> TO DO: Reproduce every entry exactly as written.

> SUPPLIED MATERIAL:
//! ACL (Access Control List) Module
//!
//! Role-based publish/subscribe permissions. Patterns use MQTT wildcards and
//! may embed `%c` (client id) or `%u` (username) inside a level. Patterns are
//! compiled once when the provider is built; placeholders are resolved per
//! check and only ever match a single level.

use std::collections::HashMap;
use std::sync::Arc;

use tracing::trace;

use crate::auth::AuthProvider;
use crate::config::{AclConfig, AclPermissions};
use crate::hooks::Hooks;
use crate::topic::parse_filter;

#[cfg(test)]
mod tests;

#[derive(Debug, Clone, PartialEq, Eq)]
enum Level {
    Exact(String),
    /// Level text with `%c` / `%u` placeholders
    Template(String),
    Plus,
    Hash,
}

/// A compiled ACL topic pattern
#[derive(Debug, Clone)]
struct Pattern {
    levels: Vec<Level>,
}

impl Pattern {
    fn compile(raw: &str) -> Self {
        let levels = raw
            .split('/')
            .map(|level| match level {
                "+" => Level::Plus,
                "#" => Level::Hash,
                l if l.contains("%c") || l.contains("%u") => Level::Template(l.to_string()),
                l => Level::Exact(l.to_string()),
            })
            .collect();
        Self { levels }
    }

    /// Whether `topic` is covered. `topic` may itself be a filter (for
    /// SUBSCRIBE); a wildcard in it only passes where the pattern is at
    /// least as broad.
    fn allows(&self, topic: &str, client_id: &str, username: Option<&str>) -> bool {
        let mut parts = topic.split('/');
        for level in &self.levels {
            let part = parts.next();
            match (level, part) {
                (Level::Hash, _) => return true,
                (Level::Plus, Some(p)) if p != "#" => {}
                (Level::Exact(e), Some(p)) if e == p => {}
                (Level::Template(t), Some(p)) => match expand(t, client_id, username) {
                    Some(expanded) if expanded == p => {}
                    _ => return false,
                },
                _ => return false,
            }
        }
        parts.next().is_none()
    }
}

/// Fill in `%c` / `%u`. A pattern naming `%u` never matches an anonymous
/// client, and a value that would spill into other levels or act as a
/// wildcard never matches.
fn expand(template: &str, client_id: &str, username: Option<&str>) -> Option<String> {
    let mut out = template.replace("%c", client_id);
    if out.contains("%u") {
        out = out.replace("%u", username?);
    }
    if out.contains(['/', '+', '#']) {
        return None;
    }
    Some(out)
}

#[derive(Debug, Default)]
struct Grants {
    publish: Vec<Pattern>,
    subscribe: Vec<Pattern>,
}

impl Grants {
    fn compile(publish: &[String], subscribe: &[String]) -> Self {
        Self {
            publish: publish.iter().map(|p| Pattern::compile(p)).collect(),
            subscribe: subscribe.iter().map(|p| Pattern::compile(p)).collect(),
        }
    }

    fn allows(
        &self,
        topic: &str,
        is_subscription: bool,
        client_id: &str,
        username: Option<&str>,
    ) -> bool {
        let patterns = if is_subscription {
            &self.subscribe
        } else {
            &self.publish
        };
        patterns.iter().any(|p| p.allows(topic, client_id, username))
    }
}

/// ACL provider
pub struct AclProvider {
    enabled: bool,
    roles: HashMap<String, Grants>,
    /// Applies to every client, with or without a role
    default: Grants,
    /// Username to role resolution
    auth_provider: Arc<AuthProvider>,
}

impl AclProvider {
    pub fn new(config: &AclConfig, auth_provider: Arc<AuthProvider>) -> Self {
        let roles = config
            .roles
            .iter()
            .map(|role| {
                (
                    role.name.clone(),
                    Grants::compile(&role.publish, &role.subscribe),
                )
            })
            .collect();
        let AclPermissions { publish, subscribe } = &config.default;

        Self {
            enabled: config.enabled,
            roles,
            default: Grants::compile(publish, subscribe),
            auth_provider,
        }
    }

    pub fn is_enabled(&self) -> bool {
        self.enabled
    }

    fn role(&self, username: Option<&str>) -> Option<&Grants> {
        let role_name = self.auth_provider.get_user_role(username?)?;
        self.roles.get(role_name)
    }

    /// Whether `client_id` may publish to `topic` (or subscribe to it as a
    /// filter when `is_subscription`)
    pub fn check(
        &self,
        client_id: &str,
        username: Option<&str>,
        topic: &str,
        is_subscription: bool,
    ) -> bool {
        if !self.enabled {
            return true;
        }

        // Shared subscriptions are checked on the filter they carry
        let topic = match is_subscription.then(|| parse_filter(topic, 0)) {
            Some(Ok(parsed)) if parsed.share_group.is_some() => parsed.filter,
            _ => topic,
        };

        let allowed = self
            .role(username)
            .is_some_and(|grants| grants.allows(topic, is_subscription, client_id, username))
            || self
                .default
                .allows(topic, is_subscription, client_id, username);
        if !allowed {
            trace!(client_id, topic, is_subscription, "ACL denied");
        }
        allowed
    }
}

impl Hooks for AclProvider {
    fn authorize(
        &self,
        client_id: &str,
        username: Option<&str>,
        _password: Option<&[u8]>,
        topic: &str,
        is_subscription: bool,
        _payload: &[u8],
    ) -> bool {
        self.check(client_id, username, topic, is_subscription)
    }
}

#[cfg(test)]
mod pattern_tests {
    use super::*;

    fn allows(pattern: &str, topic: &str) -> bool {
        Pattern::compile(pattern).allows(topic, "c1", Some("alice"))
    }

    #[test]
    fn exact_levels() {
        assert!(allows("foo/bar", "foo/bar"));
        assert!(!allows("foo/bar", "foo/baz"));
        assert!(!allows("foo/bar", "foo"));
        assert!(!allows("foo", "foo/bar"));
    }

    #[test]
    fn single_level_wildcard() {
        assert!(allows("foo/+/bar", "foo/xxx/bar"));
        assert!(allows("+/bar", "foo/bar"));
        assert!(allows("foo/+", "foo/+"));
        assert!(!allows("foo/+", "foo/bar/baz"));
        assert!(!allows("foo/+", "foo/#"));
    }

    #[test]
    fn multi_level_wildcard() {
        assert!(allows("foo/#", "foo/bar"));
        assert!(allows("foo/#", "foo/bar/baz"));
        assert!(allows("foo/#", "foo/+/baz"));
        assert!(allows("#", "foo/bar/baz"));
        assert!(!allows("foo/bar", "foo/#"));
    }

    #[test]
    fn placeholders_expand_within_a_level() {
        assert!(allows("sensors/%c/#", "sensors/c1/temp"));
        assert!(allows("users/%u/data", "users/alice/data"));
        assert!(allows("home/dev-%c", "home/dev-c1"));
        assert!(!allows("users/%u/data", "users/bob/data"));
    }

    #[test]
    fn placeholder_never_spans_levels_or_wildcards() {
        let pattern = Pattern::compile("sensors/%c/#");
        assert!(!pattern.allows("sensors/a/b/x", "a/b", None));
        assert!(!pattern.allows("sensors/x", "+", None));
        assert!(!Pattern::compile("users/%u").allows("users/", "c1", None));
    }
}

> COMPLETED EXERCISE:
//! ACL (Access Control List) Module
//!
//! Role-based publish/subscribe permissions. Patterns use MQTT wildcards and
//! may embed `%c` (client id) or `%u` (username) inside a level. Patterns are
//! compiled once when the provider is built; placeholders are resolved per
//! check and only ever match a single level.

use std::collections::HashMap;
use std::sync::Arc;

use tracing::trace;

use crate::auth::AuthProvider;
use crate::config::{AclConfig, AclPermissions};
use crate::hooks::Hooks;
use crate::topic::parse_filter;

#[cfg(test)]
mod tests;

#[derive(Debug, Clone, PartialEq, Eq)]
enum Level {
    Exact(String),
    /// Level text with `%c` / `%u` placeholders
    Template(String),
    Plus,
    Hash,
}

/// A compiled ACL topic pattern
#[derive(Debug, Clone)]
struct Pattern {
    levels: Vec<Level>,
}

impl Pattern {
    fn compile(raw: &str) -> Self {
        let levels = raw
            .split('/')
            .map(|level| match level {
                "+" => Level::Plus,
                "#" => Level::Hash,
                l if l.contains("%c") || l.contains("%u") => Level::Template(l.to_string()),
                l => Level::Exact(l.to_string()),
            })
            .collect();
        Self { levels }
    }

    /// Whether `topic` is covered. `topic` may itself be a filter (for
    /// SUBSCRIBE); a wildcard in it only passes where the pattern is at
    /// least as broad.
    fn allows(&self, topic: &str, client_id: &str, username: Option<&str>) -> bool {
        let mut parts = topic.split('/');
        for level in &self.levels {
            let part = parts.next();
            match (level, part) {
                (Level::Hash, _) => return true,
                (Level::Plus, Some(p)) if p != "#" => {}
                (Level::Exact(e), Some(p)) if e == p => {}
                (Level::Template(t), Some(p)) => match expand(t, client_id, username) {
                    Some(expanded) if expanded == p => {}
                    _ => return false,
                },
                _ => return false,
            }
        }
        parts.next().is_none()
    }
}

/// Fill in `%c` / `%u`. A pattern naming `%u` never matches an anonymous
/// client, and a value that would spill into other levels or act as a
/// wildcard never matches.
fn expand(template: &str, client_id: &str, username: Option<&str>) -> Option<String> {
    let mut out = template.replace("%c", client_id);
    if out.contains("%u") {
        out = out.replace("%u", username?);
    }
    if out.contains(['/', '+', '#']) {
        return None;
    }
    Some(out)
}

#[derive(Debug, Default)]
struct Grants {
    publish: Vec<Pattern>,
    subscribe: Vec<Pattern>,
}

impl Grants {
    fn compile(publish: &[String], subscribe: &[String]) -> Self {
        Self {
            publish: publish.iter().map(|p| Pattern::compile(p)).collect(),
            subscribe: subscribe.iter().map(|p| Pattern::compile(p)).collect(),
        }
    }

    fn allows(
        &self,
        topic: &str,
        is_subscription: bool,
        client_id: &str,
        username: Option<&str>,
    ) -> bool {
        let patterns = if is_subscription {
            &self.subscribe
        } else {
            &self.publish
        };
        patterns.iter().any(|p| p.allows(topic, client_id, username))
    }
}

/// ACL provider
pub struct AclProvider {
    enabled: bool,
    roles: HashMap<String, Grants>,
    /// Applies to every client, with or without a role
    default: Grants,
    /// Username to role resolution
    auth_provider: Arc<AuthProvider>,
}

impl AclProvider {
    pub fn new(config: &AclConfig, auth_provider: Arc<AuthProvider>) -> Self {
        let roles = config
            .roles
            .iter()
            .map(|role| {
                (
                    role.name.clone(),
                    Grants::compile(&role.publish, &role.subscribe),
                )
            })
            .collect();
        let AclPermissions { publish, subscribe } = &config.default;

        Self {
            enabled: config.enabled,
            roles,
            default: Grants::compile(publish, subscribe),
            auth_provider,
        }
    }

    pub fn is_enabled(&self) -> bool {
        self.enabled
    }

    fn role(&self, username: Option<&str>) -> Option<&Grants> {
        let role_name = self.auth_provider.get_user_role(username?)?;
        self.roles.get(role_name)
    }

    /// Whether `client_id` may publish to `topic` (or subscribe to it as a
    /// filter when `is_subscription`)
    pub fn check(
        &self,
        client_id: &str,
        username: Option<&str>,
        topic: &str,
        is_subscription: bool,
    ) -> bool {
        if !self.enabled {
            return true;
        }

        // Shared subscriptions are checked on the filter they carry
        let topic = match is_subscription.then(|| parse_filter(topic, 0)) {
            Some(Ok(parsed)) if parsed.share_group.is_some() => parsed.filter,
            _ => topic,
        };

        let allowed = self
            .role(username)
            .is_some_and(|grants| grants.allows(topic, is_subscription, client_id, username))
            || self
                .default
                .allows(topic, is_subscription, client_id, username);
        if !allowed {
            trace!(client_id, topic, is_subscription, "ACL denied");
        }
        allowed
    }
}

impl Hooks for AclProvider {
    fn authorize(
        &self,
        client_id: &str,
        username: Option<&str>,
        _password: Option<&[u8]>,
        topic: &str,
        is_subscription: bool,
        _payload: &[u8],
    ) -> bool {
        self.check(client_id, username, topic, is_subscription)
    }
}

#[cfg(test)]
mod pattern_tests {
    use super::*;

    fn allows(pattern: &str, topic: &str) -> bool {
        Pattern::compile(pattern).allows(topic, "c1", Some("alice"))
    }

    #[test]
    fn exact_levels() {
        assert!(allows("foo/bar", "foo/bar"));
        assert!(!allows("foo/bar", "foo/baz"));
        assert!(!allows("foo/bar", "foo"));
        assert!(!allows("foo", "foo/bar"));
    }

    #[test]
    fn single_level_wildcard() {
        assert!(allows("foo/+/bar", "foo/xxx/bar"));
        assert!(allows("+/bar", "foo/bar"));
        assert!(allows("foo/+", "foo/+"));
        assert!(!allows("foo/+", "foo/bar/baz"));
        assert!(!allows("foo/+", "foo/#"));
    }

    #[test]
    fn multi_level_wildcard() {
        assert!(allows("foo/#", "foo/bar"));
        assert!(allows("foo/#", "foo/bar/baz"));
        assert!(allows("foo/#", "foo/+/baz"));
        assert!(allows("#", "foo/bar/baz"));
        assert!(!allows("foo/bar", "foo/#"));
    }

    #[test]
    fn placeholders_expand_within_a_level() {
        assert!(allows("sensors/%c/#", "sensors/c1/temp"));
        assert!(allows("users/%u/data", "users/alice/data"));
        assert!(allows("home/dev-%c", "home/dev-c1"));
        assert!(!allows("users/%u/data", "users/bob/data"));
    }

    #[test]
    fn placeholder_never_spans_levels_or_wildcards() {
        let pattern = Pattern::compile("sensors/%c/#");
        assert!(!pattern.allows("sensors/a/b/x", "a/b", None));
        assert!(!pattern.allows("sensors/x", "+", None));
        assert!(!Pattern::compile("users/%u").allows("users/", "c1", None));
    }
}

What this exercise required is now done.